**WORK ITEM**.
Counting the line with "#[derive(Parser)]" as the last one, copy out the lines of the data exactly from the first onward.

########

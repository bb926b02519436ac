use anyhow::{bail, Context, Result};
use clap::{Parser, Subcommand};
use std::path::Path;
use std::sync::Arc;
use tracing::{error, info};

use pediaquiz::config::DEFAULT_CONFIG_PATH;
use pediaquiz::pipeline::JobStatus;
use pediaquiz::storage::ObjectStore;
use pediaquiz::utils::{logger, scheduler::TaskScheduler};
use pediaquiz::{build_router, AppConfig, AppContext};

#[derive(Parser)]
#[command(name = "pediaquiz")]
#[command(about = "儿科题库内容生成流水线", long_about = None)]
struct Cli {
    #[command(subcommand)]
    command: Commands,
}

#[derive(Subcommand)]
enum Commands {
    /// 初始化目录、配置和数据库
    Init,
    /// 启动 RPC 服务与超时清理任务
    Serve,
    /// 导入本地文件并触发上传事件
    Ingest {
        /// 上传者用户 ID
        #[arg(long)]
        uid: String,
        /// 本地文件路径
        #[arg(long)]
        file: String,
        /// 指定内容类型（默认按扩展名推断）
        #[arg(long)]
        content_type: Option<String>,
    },
    /// 查看待处理任务
    Queue,
    /// 手动重试出错的任务
    Retry {
        /// 任务 ID
        #[arg(long)]
        job: String,
    },
}

#[tokio::main]
async fn main() -> Result<()> {
    logger::init_logger();
    info!("pediaquiz 启动");

    let cli = Cli::parse();

    match cli.command {
        Commands::Init => init_command().await?,
        Commands::Serve => serve_command().await?,
        Commands::Ingest { uid, file, content_type } => ingest_command(uid, file, content_type).await?,
        Commands::Queue => queue_command().await?,
        Commands::Retry { job } => retry_command(job).await?,
    }

    Ok(())
}

async fn load_context() -> Result<AppContext> {
    let config = AppConfig::load()?;
    Ok(AppContext::from_config(config).await?)
}

async fn init_command() -> Result<()> {
    info!("初始化系统...");

    tokio::fs::create_dir_all("config").await?;
    let config = if Path::new(DEFAULT_CONFIG_PATH).exists() {
        info!("配置文件已存在，保留: {}", DEFAULT_CONFIG_PATH);
        AppConfig::load()?
    } else {
        let config = AppConfig::default();
        config.save(DEFAULT_CONFIG_PATH)?;
        info!("已生成配置文件: {}", DEFAULT_CONFIG_PATH);
        config
    };

    // 建目录并初始化数据库表
    AppContext::from_config(config).await?;
    info!("数据库初始化完成");

    info!("✅ 系统初始化完成！");
    info!("下一步:");
    info!("  1. 编辑 {} 配置 AI API 密钥与事件令牌", DEFAULT_CONFIG_PATH);
    info!("  2. 运行 'pediaquiz serve' 启动服务");
    Ok(())
}

async fn serve_command() -> Result<()> {
    let ctx = Arc::new(load_context().await?);
    let bind_addr = ctx.config.server.bind_addr.clone();
    let sweep_cron = ctx.config.pipeline.sweep_cron.clone();

    let scheduler = TaskScheduler::new().await?;
    let pipeline = ctx.pipeline.clone();
    let sweep = Arc::new(move || {
        let pipeline = pipeline.clone();
        async move {
            match pipeline.sweep_stale_jobs().await {
                Ok(0) => {}
                Ok(n) => info!("超时清理: {} 个任务标记为 error", n),
                Err(e) => error!("超时清理失败: {}", e),
            }
        }
    });
    scheduler.add_cron_job("stale-stage-sweep", &sweep_cron, sweep).await?;
    scheduler.start().await?;

    let listener = tokio::net::TcpListener::bind(&bind_addr)
        .await
        .with_context(|| format!("无法监听 {}", bind_addr))?;
    info!("RPC 服务监听 http://{}", bind_addr);

    axum::serve(listener, build_router(ctx))
        .with_graceful_shutdown(async {
            if let Err(e) = tokio::signal::ctrl_c().await {
                error!("等待停止信号失败: {}", e);
            }
            info!("收到停止信号");
        })
        .await?;

    scheduler.shutdown().await?;
    Ok(())
}

fn guess_content_type(file: &Path) -> &'static str {
    match file
        .extension()
        .and_then(|e| e.to_str())
        .map(|e| e.to_ascii_lowercase())
        .as_deref()
    {
        Some("pdf") => "application/pdf",
        Some("txt") | Some("md") => "text/plain",
        Some("html") | Some("htm") => "text/html",
        _ => "application/octet-stream",
    }
}

async fn ingest_command(uid: String, file: String, content_type: Option<String>) -> Result<()> {
    let ctx = load_context().await?;
    let local = Path::new(&file);
    let file_name = match local.file_name().and_then(|n| n.to_str()) {
        Some(name) => name.to_string(),
        None => bail!("无法识别文件名: {}", file),
    };
    let content_type = content_type.unwrap_or_else(|| guess_content_type(local).to_string());

    let data = tokio::fs::read(local)
        .await
        .with_context(|| format!("读取文件失败: {}", file))?;
    let object_path = format!("uploads/{}/{}", uid, file_name);
    ctx.store.write(&object_path, &data).await?;
    info!("已写入对象存储: {} ({} 字节)", object_path, data.len());

    let (job, created) = ctx.pipeline.on_object_finalized(&object_path, &content_type).await?;
    if !created {
        info!("任务 {} 已存在，状态 {}", job.id, job.status);
        return Ok(());
    }

    match ctx.pipeline.run_ocr(&job.id).await {
        Ok(job) => info!("✅ 任务 {} -> {}", job.id, job.status),
        Err(e) => info!("❌ 任务 {} OCR 失败: {}", job.id, e),
    }
    Ok(())
}

async fn queue_command() -> Result<()> {
    let ctx = load_context().await?;
    let jobs = ctx.pipeline.pending_jobs().await?;

    if jobs.is_empty() {
        info!("没有待处理的任务");
        return Ok(());
    }

    info!("待处理任务 {} 个:", jobs.len());
    for job in &jobs {
        info!(
            "  {} [{}] {} ({}){}",
            job.id,
            job.status,
            job.file_name,
            job.created_at.format("%Y-%m-%d %H:%M"),
            job.error.as_deref().map(|e| format!(" 错误: {}", e)).unwrap_or_default()
        );
    }
    Ok(())
}

async fn retry_command(job_id: String) -> Result<()> {
    let ctx = load_context().await?;
    let job = ctx.pipeline.retry_job(&job_id).await?;
    info!("✅ 任务 {} 已恢复到 {}", job.id, job.status);

    if job.status == JobStatus::PendingOcr {
        match ctx.pipeline.run_ocr(&job.id).await {
            Ok(job) => info!("✅ 任务 {} -> {}", job.id, job.status),
            Err(e) => info!("❌ 任务 {} OCR 失败: {}", job.id, e),
        }
    }
    Ok(())
}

########

**ANSWER BOX**.
repository bb926b02519436ac
use anyhow::{bail, Context, Result};
use clap::{Parser, Subcommand};
use std::path::Path;
use std::sync::Arc;
use tracing::{error, info};

use pediaquiz::config::DEFAULT_CONFIG_PATH;
use pediaquiz::pipeline::JobStatus;
use pediaquiz::storage::ObjectStore;
use pediaquiz::utils::{logger, scheduler::TaskScheduler};
use pediaquiz::{build_router, AppConfig, AppContext};

#[derive(Parser)]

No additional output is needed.